++++ Input records
use std::path::PathBuf;

use actix_web::web;
use anyhow::{Context, Result};
use clap::{Parser, Subcommand};
use log::info;

use restaurant_recommender::server::{self, AppState};
use restaurant_recommender::{Config, Recommender, SearchOptions, Snapshot};

#[derive(Parser)]
#[command(name = "restaurant-recommender", version, about = "Restaurant recommendations from free-text queries")]
struct Cli {
    /// TOML configuration file
    #[arg(long, short, global = true)]
    config: Option<PathBuf>,

    /// Scraped restaurants (JSON array)
    #[arg(long, global = true)]
    source: Option<PathBuf>,

    /// Snapshot cache location
    #[arg(long, global = true)]
    snapshot: Option<PathBuf>,

    /// Minimum similarity for the similarity retrieval pass
    #[arg(long, global = true)]
    threshold: Option<f64>,

    #[command(subcommand)]
    command: Command,
}

#[derive(Subcommand)]
enum Command {
    /// Serve the HTTP API
    Serve {
        #[arg(long)]
        bind: Option<String>,
    },
    /// Enrich the source corpus and write the snapshot cache
    Enrich,
    /// Run one query and print the ranked restaurants
    Search {
        query: String,
        #[arg(long, short = 'n')]
        top_n: Option<usize>,
        #[arg(long)]
        min_rating: Option<f64>,
    },
    /// List categories by restaurant count
    Categories,
}

impl Cli {
    fn load_config(&self) -> Result<Config> {
        let mut config = match &self.config {
            Some(path) => Config::load(path)
                .with_context(|| format!("loading config from {}", path.display()))?,
            None => Config::default(),
        };

        if let Some(source) = &self.source {
            config.data.source = source.clone();
        }
        if let Some(snapshot) = &self.snapshot {
            config.data.snapshot = snapshot.clone();
        }
        if let Some(threshold) = self.threshold {
            config.search.similarity_threshold = threshold;
        }
        if let Command::Serve { bind: Some(bind) } = &self.command {
            config.server.bind = bind.clone();
        }

        config.validate().context("invalid configuration")?;
        Ok(config)
    }
}

#[actix_web::main]
async fn main() -> Result<()> {
    env_logger::Builder::from_env(env_logger::Env::default().default_filter_or("info")).init();

    let cli = Cli::parse();
    let config = cli.load_config()?;

    match cli.command {
        Command::Serve { .. } => {
            let recommender = Recommender::from_config(&config).context("loading corpus")?;
            let state = web::Data::new(AppState::new(recommender, config));
            server::run(state).await.context("HTTP server failed")?;
        }
        Command::Enrich => {
            let snapshot = Snapshot::from_source(&config).context("enriching corpus")?;
            snapshot
                .save(&config.data.snapshot)
                .with_context(|| format!("writing {}", config.data.snapshot.display()))?;
            info!(
                "Snapshot with {} restaurants written to {}",
                snapshot.corpus().len(),
                config.data.snapshot.display()
            );
        }
        Command::Search {
            query,
            top_n,
            min_rating,
        } => {
            let recommender = Recommender::from_config(&config).context("loading corpus")?;
            let options = SearchOptions {
                top_n: top_n.unwrap_or(config.search.default_top_n),
                min_rating,
            };
            let results = recommender.search_with(&query, &options)?;
            if results.is_empty() {
                println!("No restaurants found for '{}'", query);
            }
            for (rank, result) in results.iter().enumerate() {
                let rating = result
                    .rating
                    .map(|r| format!("{:.1}", r))
                    .unwrap_or_else(|| "-".to_string());
                let categories: Vec<&str> = result.category_set.iter().map(String::as_str).collect();
                println!(
                    "{}. {} | Score: {:.4} | Rating: {} | Reviews: {} | {}",
                    rank + 1,
                    result.name,
                    result.score,
                    rating,
                    result.review_count,
                    categories.join(", ")
                );
            }
        }
        Command::Categories => {
            let recommender = Recommender::from_config(&config).context("loading corpus")?;
            for entry in recommender.list_categories() {
                println!("{:<20} {}", entry.category, entry.count);
            }
        }
    }

    Ok(())
}
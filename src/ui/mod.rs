//! UI model: decoded redraw events and the registries they update.

mod event;
mod mode;
mod tabs;

pub use event::{
    decode_notification, decode_redraw, Cmdline, CompletionItem, HighlightAttrs, RedrawEvent, Rgb,
    REDRAW_METHOD,
};
pub use mode::{Blink, CursorShape, Mode, ModeRegistry};
pub use tabs::{Tab, TabHandle, TabRegistry, TabView};
//! Session builder and async driver.
//!
//! The [`SessionBuilder`] provides a fluent API for configuring the editor
//! process and registering extensions. [`SessionBuilder::start`] then:
//! 1. Spawns `nvim --embed`
//! 2. Starts the writer task on the editor's stdin
//! 3. Starts the owner task, which runs the handshake and then feeds
//!    everything read from stdout through the [`Session`]
//!
//! The owner task is the only place session state is touched. Everything
//! else talks to it through a cloneable [`SessionHandle`].
//!
//! # Example
//!
//! ```no_run
//! use vimwire::handler::NullRenderer;
//! use vimwire::{Client, Geometry};
//!
//! #[tokio::main]
//! async fn main() -> vimwire::Result<()> {
//!     let client = Client::builder()
//!         .geometry(Geometry::new(120, 40))
//!         .arg("-u")
//!         .arg("NONE")
//!         .extension("vimwire.open", |(path,): (String,), ctx: &mut vimwire::ExtensionContext| {
//!             ctx.call("nvim_command", vec![format!("edit {}", path).into()]);
//!             Ok(())
//!         })
//!         .start(NullRenderer)?;
//!
//!     let version = client.handle().call("nvim_eval", vec!["v:version".into()]).await?;
//!     println!("{:?}", version.wait().await?);
//!
//!     client.shutdown()?;
//!     let report = client.wait_for_exit().await?;
//!     println!("editor exited with {:?}", report.status);
//!     Ok(())
//! }
//! ```

use std::ffi::OsString;
use std::process::ExitStatus;
use std::time::Duration;

use rmpv::Value;
use serde::de::DeserializeOwned;
use tokio::io::{AsyncRead, AsyncReadExt, AsyncWrite};
use tokio::process::Child;
use tokio::sync::{mpsc, oneshot};
use tokio::task::JoinHandle;
use tokio::time::Instant;

use crate::codec::MsgPackCodec;
use crate::config::{Geometry, SessionConfig};
use crate::control::{self, UiOptions, Version};
use crate::error::{CancelReason, Result, VimwireError};
use crate::handler::{EventDispatcher, ExtensionContext, ExtensionRegistry, HandlerResult, Renderer};
use crate::requests::{CallResult, Completion};
use crate::session::{Session, SessionState, UidCounter};
use crate::transport::ChildTransport;
use crate::writer::{spawn_writer_task, WriterHandle};

/// How long a closing editor gets to exit on its own before it is killed.
pub const SHUTDOWN_GRACE: Duration = Duration::from_secs(3);

/// Read buffer size for the editor's stdout.
const READ_BUFFER_SIZE: usize = 64 * 1024;

/// Builder for configuring and starting a session.
pub struct SessionBuilder {
    config: SessionConfig,
    extensions: ExtensionRegistry,
}

/// Alias kept for symmetry with [`Client::builder`].
pub type ClientBuilder = SessionBuilder;

impl SessionBuilder {
    pub fn new() -> Self {
        Self::from_config(SessionConfig::default())
    }

    pub fn from_config(config: SessionConfig) -> Self {
        Self {
            config,
            extensions: ExtensionRegistry::new(),
        }
    }

    /// Editor executable. Default: `nvim`.
    pub fn program(mut self, program: impl Into<OsString>) -> Self {
        self.config.program = program.into();
        self
    }

    /// Forward one argument to the editor.
    pub fn arg(mut self, arg: impl Into<OsString>) -> Self {
        self.config.args.push(arg.into());
        self
    }

    /// Forward several arguments to the editor.
    pub fn args<I, S>(mut self, args: I) -> Self
    where
        I: IntoIterator<Item = S>,
        S: Into<OsString>,
    {
        self.config.args.extend(args.into_iter().map(Into::into));
        self
    }

    /// Initial grid size. Default: 80x24.
    pub fn geometry(mut self, geometry: Geometry) -> Self {
        self.config.geometry = geometry;
        self
    }

    /// Options sent with `nvim_ui_attach`.
    pub fn ui_options(mut self, options: UiOptions) -> Self {
        self.config.ui = options;
        self
    }

    /// Default: 10 seconds.
    pub fn handshake_timeout(mut self, timeout: Duration) -> Self {
        self.config.handshake_timeout = timeout;
        self
    }

    /// Largest message accepted from the editor. Default: 64MB.
    pub fn max_frame_size(mut self, size: usize) -> Self {
        self.config.max_frame_size = size;
        self
    }

    /// Queue length above which slow writes are logged. Default: 1024.
    pub fn max_pending_messages(mut self, limit: usize) -> Self {
        self.config.writer.max_pending_messages = limit;
        self
    }

    /// Register an extension whose arguments are decoded into `T`.
    pub fn extension<F, T>(mut self, name: &str, callback: F) -> Self
    where
        F: Fn(T, &mut ExtensionContext) -> HandlerResult + Send + Sync + 'static,
        T: DeserializeOwned + 'static,
    {
        self.extensions.register(name, callback);
        self
    }

    /// Register an extension over the raw argument list.
    pub fn extension_raw<F>(mut self, name: &str, callback: F) -> Self
    where
        F: Fn(&[Value], &mut ExtensionContext) -> HandlerResult + Send + Sync + 'static,
    {
        self.extensions.register_raw(name, callback);
        self
    }

    pub fn config(&self) -> &SessionConfig {
        &self.config
    }

    /// Spawn the editor and start the session.
    ///
    /// Must be called from within a tokio runtime.
    pub fn start<R: Renderer>(self, renderer: R) -> Result<Client> {
        self.config.validate()?;
        let transport = ChildTransport::spawn(&self.config)?;
        Ok(self.launch(transport.stdout, transport.stdin, Some(transport.child), renderer))
    }

    /// Run a session over an already connected stream instead of a child
    /// process, e.g. a socket to `nvim --listen`.
    ///
    /// The session ends when `reader` reaches end of file.
    pub fn connect<R, Rd, W>(self, reader: Rd, writer: W, renderer: R) -> Result<Client>
    where
        R: Renderer,
        Rd: AsyncRead + Unpin + Send + 'static,
        W: AsyncWrite + Unpin + Send + 'static,
    {
        self.config.validate()?;
        Ok(self.launch(reader, writer, None, renderer))
    }

    fn launch<R, Rd, W>(self, reader: Rd, writer: W, child: Option<Child>, renderer: R) -> Client
    where
        R: Renderer,
        Rd: AsyncRead + Unpin + Send + 'static,
        W: AsyncWrite + Unpin + Send + 'static,
    {
        let (writer, _writer_task) = spawn_writer_task(writer, self.config.writer.clone());
        let (commands_tx, commands_rx) = mpsc::unbounded_channel();

        let session = Session::new(&self.config, EventDispatcher::new(self.extensions), renderer);
        let handle = SessionHandle {
            commands: commands_tx,
            uids: session.uid_counter(),
        };

        let driver = Driver {
            session,
            reader,
            writer: Some(writer),
            commands: commands_rx,
            child,
            handshake_timeout: self.config.handshake_timeout,
        };
        let task = tokio::spawn(driver.run());

        Client { handle, task }
    }
}
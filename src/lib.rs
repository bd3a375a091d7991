//! # vimwire
//!
//! msgpack-RPC session and UI event dispatch for an embedded Neovim.
//!
//! This crate spawns `nvim --embed`, attaches to it as an external UI and
//! turns the editor's output into calls on a [`Renderer`] you provide.
//!
//! ## Architecture
//!
//! - **Inbound**: child stdout → [`protocol::FrameBuffer`] → [`codec::Envelope`]
//!   → responses to the request table, notifications to the
//!   [`handler::EventDispatcher`]
//! - **Outbound**: [`SessionHandle::call`] / [`SessionHandle::notify`] →
//!   owner task → writer task → child stdin
//!
//! All session state lives on one tokio task. The core state machine,
//! [`Session`], does no I/O and can be driven directly.
//!
//! ## Example
//!
//! ```no_run
//! use vimwire::{Client, Renderer};
//!
//! struct Printer;
//!
//! impl Renderer for Printer {
//!     fn put(&mut self, text: &str, _cells: usize) {
//!         print!("{}", text);
//!     }
//! }
//!
//! #[tokio::main]
//! async fn main() -> vimwire::Result<()> {
//!     let client = Client::builder().start(Printer)?;
//!     client.handle().input("ihello<Esc>").await?;
//!     client.wait_for_exit().await?;
//!     Ok(())
//! }
//! ```

pub mod codec;
pub mod config;
pub mod control;
pub mod error;
pub mod handler;
pub mod protocol;
pub mod requests;
pub mod session;
pub mod transport;
pub mod ui;
pub mod writer;

mod client;

pub use client::{
    Client, ClientBuilder, ExitReport, PendingCall, SessionBuilder, SessionHandle, SHUTDOWN_GRACE,
};
pub use config::{Geometry, SessionConfig};
pub use error::{CancelReason, ProtocolError, Result, VimwireError};
pub use handler::{ExtensionContext, Renderer};
pub use session::{Session, SessionState};
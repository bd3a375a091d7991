//! Frame buffer for accumulating partial reads.
//!
//! Uses `bytes::BytesMut` for buffer management. Before anything is decoded,
//! the markers at the front of the buffer are walked to find where the first
//! value ends:
//! - complete value: decode exactly those bytes and yield a [`Frame`]
//! - truncated value: remember how far the walk got and wait for more data
//! - corrupt bytes: drop them up to the next probable envelope start
//!
//! The walk resumes where it stopped, so a large frame arriving in many
//! reads is scanned once and decoded once.
//!
//! # Example
//!
//! ```
//! use vimwire::codec::Envelope;
//! use vimwire::protocol::FrameBuffer;
//!
//! let bytes = Envelope::notification("redraw", vec![]).encode().unwrap();
//! let mut buffer = FrameBuffer::new();
//!
//! // Data arrives in chunks from the child's stdout
//! assert!(buffer.push(&bytes[..3]).is_empty());
//! let frames = buffer.push(&bytes[3..]);
//! assert_eq!(frames.len(), 1);
//! ```

use bytes::BytesMut;
use rmp::Marker;

use super::Frame;
use crate::error::ProtocolError;

/// Default ceiling for a single frame.
pub const DEFAULT_MAX_FRAME_SIZE: usize = 64 * 1024 * 1024;

/// Envelopes are fixarrays of 3 (notification) or 4 (request, response) elements.
#[inline]
fn is_envelope_start(byte: u8) -> bool {
    byte == 0x93 || byte == 0x94
}

/// How far the size walk over the value at the front of the buffer got.
///
/// A msgpack value is a flat run of markers: every array or map header only
/// adds to the number of values still to read, so an offset and a count are
/// all it takes to resume.
#[derive(Debug, Clone, Copy, PartialEq, Eq)]
struct Scan {
    offset: usize,
    remaining: usize,
}

impl Scan {
    const START: Scan = Scan {
        offset: 0,
        remaining: 1,
    };
}

enum Measure {
    Complete(usize),
    Incomplete,
    Invalid(String),
}

/// Big-endian length field of `width` bytes at `at`.
fn length_at(buf: &[u8], at: usize, width: usize) -> Option<usize> {
    let field = buf.get(at..at + width)?;
    Some(field.iter().fold(0usize, |n, &b| (n << 8) | b as usize))
}

/// Advance `scan` over `buf` until the first value is complete or the data
/// runs out. Nothing is allocated.
fn measure(buf: &[u8], scan: &mut Scan, max_frame_size: usize) -> Measure {
    while scan.remaining > 0 {
        let Some(&byte) = buf.get(scan.offset) else {
            return Measure::Incomplete;
        };
        let at = scan.offset + 1;

        // (length field width, payload bytes, child values)
        let sized = |width: usize, extra: usize| {
            length_at(buf, at, width).map(|len| (width, len.saturating_add(extra), 0usize))
        };
        let counted = |width: usize, per_entry: usize| {
            length_at(buf, at, width).map(|len| (width, 0, len.saturating_mul(per_entry)))
        };
        let step = match Marker::from_u8(byte) {
            Marker::Reserved => {
                return Measure::Invalid(format!("reserved marker 0x{:02x}", byte));
            }
            Marker::FixPos(_) | Marker::FixNeg(_) | Marker::Null | Marker::True | Marker::False => {
                Some((0, 0, 0))
            }
            Marker::U8 | Marker::I8 => Some((0, 1, 0)),
            Marker::U16 | Marker::I16 => Some((0, 2, 0)),
            Marker::U32 | Marker::I32 | Marker::F32 => Some((0, 4, 0)),
            Marker::U64 | Marker::I64 | Marker::F64 => Some((0, 8, 0)),
            Marker::FixStr(len) => Some((0, len as usize, 0)),
            Marker::Str8 | Marker::Bin8 => sized(1, 0),
            Marker::Str16 | Marker::Bin16 => sized(2, 0),
            Marker::Str32 | Marker::Bin32 => sized(4, 0),
            Marker::FixArray(len) => Some((0, 0, len as usize)),
            Marker::Array16 => counted(2, 1),
            Marker::Array32 => counted(4, 1),
            Marker::FixMap(len) => Some((0, 0, 2 * len as usize)),
            Marker::Map16 => counted(2, 2),
            Marker::Map32 => counted(4, 2),
            // One type byte before the data.
            Marker::FixExt1 => Some((0, 2, 0)),
            Marker::FixExt2 => Some((0, 3, 0)),
            Marker::FixExt4 => Some((0, 5, 0)),
            Marker::FixExt8 => Some((0, 9, 0)),
            Marker::FixExt16 => Some((0, 17, 0)),
            Marker::Ext8 => sized(1, 1),
            Marker::Ext16 => sized(2, 1),
            Marker::Ext32 => sized(4, 1),
        };
        let Some((header, payload, children)) = step else {
            return Measure::Incomplete;
        };

        let end = at.saturating_add(header).saturating_add(payload);
        let remaining = (scan.remaining - 1).saturating_add(children);
        // Every value still to come takes at least one byte.
        if end.saturating_add(remaining) > max_frame_size {
            return Measure::Invalid(format!(
                "frame exceeds maximum of {} bytes",
                max_frame_size
            ));
        }
        if end > buf.len() {
            return Measure::Incomplete;
        }

        scan.offset = end;
        scan.remaining = remaining;
    }

    Measure::Complete(scan.offset)
}

/// Buffer for accumulating incoming bytes and extracting complete frames.
pub struct FrameBuffer {
    /// Accumulated bytes from pipe reads.
    buffer: BytesMut,
    /// Largest frame accepted; a header announcing more is treated as corrupt.
    max_frame_size: usize,
    /// Bytes discarded by resynchronization over the buffer's lifetime.
    dropped_total: usize,
    /// Progress over the frame at the front of the buffer.
    scan: Scan,
}

impl FrameBuffer {
    /// Create a new frame buffer with default settings.
    ///
    /// Default capacity: 64KB, max frame: 64MB.
    pub fn new() -> Self {
        Self::with_max_frame_size(DEFAULT_MAX_FRAME_SIZE)
    }

    /// Create a new frame buffer with a custom frame size ceiling.
    pub fn with_max_frame_size(max_frame_size: usize) -> Self {
        Self {
            buffer: BytesMut::with_capacity(64 * 1024),
            max_frame_size,
            dropped_total: 0,
            scan: Scan::START,
        }
    }

    /// Append data to the buffer without extracting frames.
    pub fn extend(&mut self, data: &[u8]) {
        self.buffer.extend_from_slice(data);
    }

    /// Lazily extract frames from the buffered bytes.
    ///
    /// Stopping iteration early leaves the remaining bytes buffered, the
    /// next call to `frames()` resumes at the same offset.
    pub fn frames(&mut self) -> Frames<'_> {
        Frames { buffer: self }
    }

    /// Push data into the buffer and extract every complete frame.
    ///
    /// Corrupt regions show up as `Err` items in stream order; frames after
    /// them are still returned.
    pub fn push(&mut self, data: &[u8]) -> Vec<Result<Frame, ProtocolError>> {
        self.extend(data);
        self.frames().collect()
    }

    /// Try to extract a single frame from the buffer.
    ///
    /// Returns:
    /// - `Some(Ok(frame))` if a complete frame was extracted
    /// - `Some(Err(..))` if bytes were dropped to resynchronize
    /// - `None` if more data is needed
    fn try_extract_one(&mut self) -> Option<Result<Frame, ProtocolError>> {
        if self.buffer.is_empty() {
            return None;
        }

        let size = match measure(&self.buffer, &mut self.scan, self.max_frame_size) {
            Measure::Complete(size) => size,
            Measure::Incomplete => return None,
            Measure::Invalid(reason) => return Some(Err(self.resync(reason))),
        };

        let mut rd: &[u8] = &self.buffer[..size];
        match rmpv::decode::read_value(&mut rd) {
            Ok(value) => {
                let _ = self.buffer.split_to(size);
                self.scan = Scan::START;
                Some(Ok(Frame::new(value, size)))
            }
            Err(e) => Some(Err(self.resync(e.to_string()))),
        }
    }

    /// Drop the offending byte and everything up to the next envelope start.
    fn resync(&mut self, reason: String) -> ProtocolError {
        let skip = 1 + self.buffer[1..]
            .iter()
            .position(|&b| is_envelope_start(b))
            .unwrap_or(self.buffer.len() - 1);

        let _ = self.buffer.split_to(skip);
        self.dropped_total += skip;
        self.scan = Scan::START;

        tracing::warn!("Dropped {} undecodable bytes: {}", skip, reason);
        ProtocolError::Decode {
            dropped: skip,
            reason,
        }
    }

    /// Get the number of buffered bytes.
    pub fn len(&self) -> usize {
        self.buffer.len()
    }

    /// Check if the buffer is empty.
    pub fn is_empty(&self) -> bool {
        self.buffer.is_empty()
    }

    /// Total bytes discarded while resynchronizing.
    pub fn dropped_total(&self) -> usize {
        self.dropped_total
    }

    /// Clear the buffer.
    pub fn clear(&mut self) {
        self.buffer.clear();
        self.scan = Scan::START;
    }
}
//! The drawing collaborator.
//!
//! The session never draws anything itself. Every decoded UI update ends up
//! as exactly one call on a [`Renderer`]. All methods have no-op defaults so
//! an implementation only overrides what it draws.

use std::process::ExitStatus;

use crate::ui::{Cmdline, CompletionItem, HighlightAttrs, Mode, Rgb, Tab, TabHandle};

pub trait Renderer: Send + 'static {
    fn put(&mut self, _text: &str, _cells: usize) {}

    fn cursor_goto(&mut self, _row: u64, _col: u64) {}

    fn highlight_set(&mut self, _attrs: &HighlightAttrs) {}

    fn clear(&mut self) {}

    fn eol_clear(&mut self) {}

    fn resize(&mut self, _cols: u64, _rows: u64) {}

    /// `mode` is `None` when the editor switched to a mode it never described.
    fn mode_change(&mut self, _name: &str, _mode: Option<&Mode>) {}

    fn tab_list(&mut self, _tabs: &[Tab], _active: Option<TabHandle>) {}

    fn busy(&mut self, _busy: bool) {}

    fn mouse(&mut self, _enabled: bool) {}

    fn bell(&mut self, _visual: bool) {}

    fn set_scroll_region(&mut self, _top: u64, _bot: u64, _left: u64, _right: u64) {}

    fn scroll(&mut self, _count: i64) {}

    fn update_fg(&mut self, _color: Option<Rgb>) {}

    fn update_bg(&mut self, _color: Option<Rgb>) {}

    fn update_sp(&mut self, _color: Option<Rgb>) {}

    fn set_title(&mut self, _title: &str) {}

    fn set_icon(&mut self, _icon: &str) {}

    fn popupmenu_show(
        &mut self,
        _items: &[CompletionItem],
        _selected: Option<usize>,
        _row: u64,
        _col: u64,
    ) {
    }

    fn popupmenu_select(&mut self, _selected: Option<usize>) {}

    fn popupmenu_hide(&mut self) {}

    fn cmdline_show(&mut self, _cmdline: &Cmdline) {}

    fn cmdline_pos(&mut self, _pos: u64, _level: u64) {}

    fn cmdline_hide(&mut self) {}

    fn wildmenu_show(&mut self, _items: &[String]) {}

    fn wildmenu_select(&mut self, _selected: Option<usize>) {}

    fn wildmenu_hide(&mut self) {}

    fn flush(&mut self) {}

    /// A recoverable problem the user may want to see.
    fn status(&mut self, _message: &str) {}

    /// The session cannot continue.
    fn fatal(&mut self, _message: &str) {}

    /// The editor process is gone. Called once.
    fn exited(&mut self, _status: Option<ExitStatus>) {}
}

/// A renderer that draws nothing.
#[derive(Debug, Default, Clone, Copy)]
pub struct NullRenderer;

impl Renderer for NullRenderer {}
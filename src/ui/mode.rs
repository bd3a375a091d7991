//! Editor modes and the registry filled by `mode_info_set`.

use std::collections::HashMap;

use rmpv::Value;
use serde::Deserialize;

use crate::codec::MsgPackCodec;
use crate::error::{ProtocolError, Result, VimwireError};

/// How the cursor is drawn in a mode.
#[derive(Debug, Clone, Copy, PartialEq, Eq, Default)]
pub enum CursorShape {
    #[default]
    Block,
    Horizontal,
    Vertical,
}

impl CursorShape {
    pub fn from_name(name: &str) -> Option<Self> {
        match name {
            "block" => Some(CursorShape::Block),
            "horizontal" => Some(CursorShape::Horizontal),
            "vertical" => Some(CursorShape::Vertical),
            _ => None,
        }
    }
}

/// Cursor blink timings, in milliseconds.
#[derive(Debug, Clone, Copy, PartialEq, Eq)]
pub struct Blink {
    pub wait: u64,
    pub on: u64,
    pub off: u64,
}

/// Attributes of one editor mode.
#[derive(Debug, Clone, PartialEq)]
pub struct Mode {
    pub name: String,
    pub short_name: Option<String>,
    pub cursor_shape: CursorShape,
    /// Share of the cell covered by a partial-block cursor (1..=100).
    pub cell_percentage: u8,
    /// Highlight group attached to the cursor.
    pub hl_id: Option<u64>,
    /// `None` when the cursor does not blink.
    pub blink: Option<Blink>,
}

impl Mode {
    pub fn new(name: impl Into<String>) -> Self {
        Self {
            name: name.into(),
            short_name: None,
            cursor_shape: CursorShape::Block,
            cell_percentage: 100,
            hl_id: None,
            blink: None,
        }
    }

    pub fn with_shape(mut self, shape: CursorShape, cell_percentage: u8) -> Self {
        self.cursor_shape = shape;
        self.cell_percentage = cell_percentage;
        self
    }

    /// Build a mode from one entry of a `mode_info_set` list.
    pub fn from_value(value: &Value) -> Result<Self> {
        let info: ModeInfo = MsgPackCodec::from_value(value)?;
        if info.name.is_empty() {
            return Err(VimwireError::Protocol(ProtocolError::MalformedArgs {
                method: "mode_info_set".to_string(),
                reason: "mode without a name".to_string(),
            }));
        }

        let cursor_shape = match info.cursor_shape.as_deref() {
            None => CursorShape::Block,
            Some(name) => CursorShape::from_name(name).unwrap_or_else(|| {
                tracing::debug!("Unknown cursor shape '{}' for mode {}", name, info.name);
                CursorShape::Block
            }),
        };

        // Blinking is disabled as soon as one of the timings is zero.
        let blink = match (info.blinkwait, info.blinkon, info.blinkoff) {
            (Some(wait), Some(on), Some(off)) if on > 0 && off > 0 => {
                Some(Blink { wait, on, off })
            }
            _ => None,
        };

        Ok(Self {
            name: info.name,
            short_name: info.short_name,
            cursor_shape,
            cell_percentage: info.cell_percentage.unwrap_or(100).clamp(1, 100) as u8,
            hl_id: info.hl_id,
            blink,
        })
    }
}

/// Wire layout of a mode description.
#[derive(Debug, Default, Deserialize)]
#[serde(default)]
struct ModeInfo {
    name: String,
    short_name: Option<String>,
    cursor_shape: Option<String>,
    cell_percentage: Option<u64>,
    blinkwait: Option<u64>,
    blinkon: Option<u64>,
    blinkoff: Option<u64>,
    hl_id: Option<u64>,
}

/// Mapping from mode name to mode attributes.
///
/// The editor always sends the complete set, so the registry is only ever
/// replaced as a whole.
#[derive(Debug, Default)]
pub struct ModeRegistry {
    modes: HashMap<String, Mode>,
    cursor_style_enabled: bool,
}

impl ModeRegistry {
    pub fn new() -> Self {
        Self::default()
    }

    /// Swap the whole mapping for `modes`.
    pub fn replace_all(&mut self, modes: impl IntoIterator<Item = Mode>) {
        self.modes = modes
            .into_iter()
            .map(|mode| (mode.name.clone(), mode))
            .collect();
    }

    pub fn lookup(&self, name: &str) -> Option<&Mode> {
        self.modes.get(name)
    }

    /// Whether the editor asked the UI to style the cursor per mode.
    pub fn cursor_style_enabled(&self) -> bool {
        self.cursor_style_enabled
    }

    pub fn set_cursor_style_enabled(&mut self, enabled: bool) {
        self.cursor_style_enabled = enabled;
    }

    pub fn len(&self) -> usize {
        self.modes.len()
    }

    pub fn is_empty(&self) -> bool {
        self.modes.is_empty()
    }

    pub fn names(&self) -> impl Iterator<Item = &str> {
        self.modes.keys().map(String::as_str)
    }
}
++++++++
**What the exercise asks:**
Which lines above include the string "OsString"? Show them.

**Task answer:**
use std::ffi::OsString;
    pub fn program(mut self, program: impl Into<OsString>) -> Self {
    pub fn arg(mut self, arg: impl Into<OsString>) -> Self {
        S: Into<OsString>,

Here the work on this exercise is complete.